If we get a health reform bill, it may be thanks in part to a push from the ground up. That belief is leading to a variety of grassroots support endeavors.

At a hospital-sponsored town hall meeting on the issue this week in San Francisco attendees were invited to take the microphone to tell their stories. Probably a bad idea at any meeting, since such an invitation guarantees off-point rambles and rages and this one certainly proved the point — but there were enough horror stories to assure everyone that our current non-system is a train wreck.

A cardboard cut-out of President Obama stood at the back of the room (there was a lot of photo-op going on before things got started) and the promise was that videos of the stories would go straight to Washington to help speed passage of the hoped-for health reform bill.

Participants told of needed care that couldn’t be found, needed drugs that couldn’t be bought and the widespread suffering of the un- or under-insured. A panel of local experts presented aspects of the hoped-for national plan and spoke of San Francisco’s own moderately successful effort to provide health coverage for all.

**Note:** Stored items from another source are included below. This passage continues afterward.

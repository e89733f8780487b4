//! Process configuration.
//!
//! Built once at startup and passed by reference to constructors.

use directories::ProjectDirs;
use std::{env, num::ParseIntError, path::PathBuf, time::Duration};
use thiserror::Error;

/// Database path environment variable.
pub const ENV_DB: &str = "LEDGER_DB";

/// Lock wait bound environment variable, in milliseconds.
pub const ENV_BUSY_TIMEOUT_MS: &str = "LEDGER_BUSY_TIMEOUT_MS";

pub const DEFAULT_DB_FILE: &str = "ledger.sqlite3";
pub const DEFAULT_BUSY_TIMEOUT: Duration = Duration::from_millis(5_000);

#[derive(Debug, Error)]
pub enum ConfigError {
    #[error("Unable to locate user data directory")]
    DataDir,

    #[error("Unable to create data directory {0:?}")]
    CreateDataDir(PathBuf, #[source] std::io::Error),

    #[error("Invalid {ENV_BUSY_TIMEOUT_MS}: `{0}`")]
    BusyTimeout(String, #[source] ParseIntError),
}

#[derive(Clone, Debug, Eq, PartialEq)]
pub struct Config {
    /// Path to the SQLite database holding the event log and the hourly buckets.
    pub db_path: PathBuf,

    /// How long a transaction waits for a competing writer before failing.
    pub busy_timeout: Duration,
}

impl Config {
    pub fn new(db_path: impl Into<PathBuf>) -> Self {
        Self {
            db_path: db_path.into(),
            busy_timeout: DEFAULT_BUSY_TIMEOUT,
        }
    }

    /// Read configuration from the environment.
    ///
    /// - `LEDGER_DB` overrides the database path. The default lives in the user's data directory,
    ///   which is created if it does not exist.
    /// - `LEDGER_BUSY_TIMEOUT_MS` overrides the lock wait bound.
    pub fn from_env() -> Result<Self, ConfigError> {
        Self::from_vars(|key| env::var(key).ok())
    }

    fn from_vars<F>(var: F) -> Result<Self, ConfigError>
    where
        F: Fn(&str) -> Option<String>,
    {
        let db_path = match var(ENV_DB).filter(|path| !path.is_empty()) {
            Some(path) => PathBuf::from(path),
            None => default_db_path()?,
        };

        let busy_timeout = match var(ENV_BUSY_TIMEOUT_MS).filter(|ms| !ms.is_empty()) {
            Some(ms) => ms
                .trim()
                .parse()
                .map(Duration::from_millis)
                .map_err(|err| ConfigError::BusyTimeout(ms, err))?,
            None => DEFAULT_BUSY_TIMEOUT,
        };

        Ok(Self {
            db_path,
            busy_timeout,
        })
    }
}

fn default_db_path() -> Result<PathBuf, ConfigError> {
    let project_dir =
        ProjectDirs::from("design.contract", "DCD", "hourly-ledger").ok_or(ConfigError::DataDir)?;
    let data_dir = project_dir.data_dir();
    std::fs::create_dir_all(data_dir)
        .map_err(|err| ConfigError::CreateDataDir(data_dir.to_path_buf(), err))?;

    Ok(data_dir.join(DEFAULT_DB_FILE))
}
//! Every public error type, in one place.

pub use crate::amount::AmountError;
pub use crate::config::ConfigError;
pub use crate::hour::HourError;
pub use crate::ledger::{LedgerError, ParameterError};
pub use crate::store::StoreError;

Speakers were asked to keep their remarks to under three minutes, another dictum doomed to failure, and a few did. My own plea (one minute, forty seconds) was for inclusion of some guarantee/protection of individual choice at the end of life. It stemmed from working for many years (as I still do) with terminally ill adults who seek options including hastening their dying. It was tempered in deference to the hosts, since St. Francis is a member of Catholic Healthcare West and the opposition of the Catholic Church was largely responsible for defeat of a widely popular physician aid-in-dying bill that narrowly failed in California two years ago. And the likelihood of such a controversial issue getting into the massively complex bill we may or may not get is somewhere between slim and none, but what the heck. With Mr. Obama standing there, I couldn’t resist.

At similar gatherings around the country, I suspect the message and the messengers are much the same. Health reform is a national need that translates in millions of heartbreaking individual stories.

My personal favorite message came from panel member Catherine Dodd, PhD, RN, District Chief of Staff for Nancy Pelosi in her pre-Speaker days. Dodd explained the current three-fold status (two in the Senate and one in the House) of the healthcare bill and defended its  probable cost. Then she threw out one new number: 19.7. After everyone had let 19.7 sink in, she told us that is the number of years it has taken this country, every time a health reform bill has been floated, to bring it up again. “We can’t afford another 19.7 years,” she said. I think she’s right.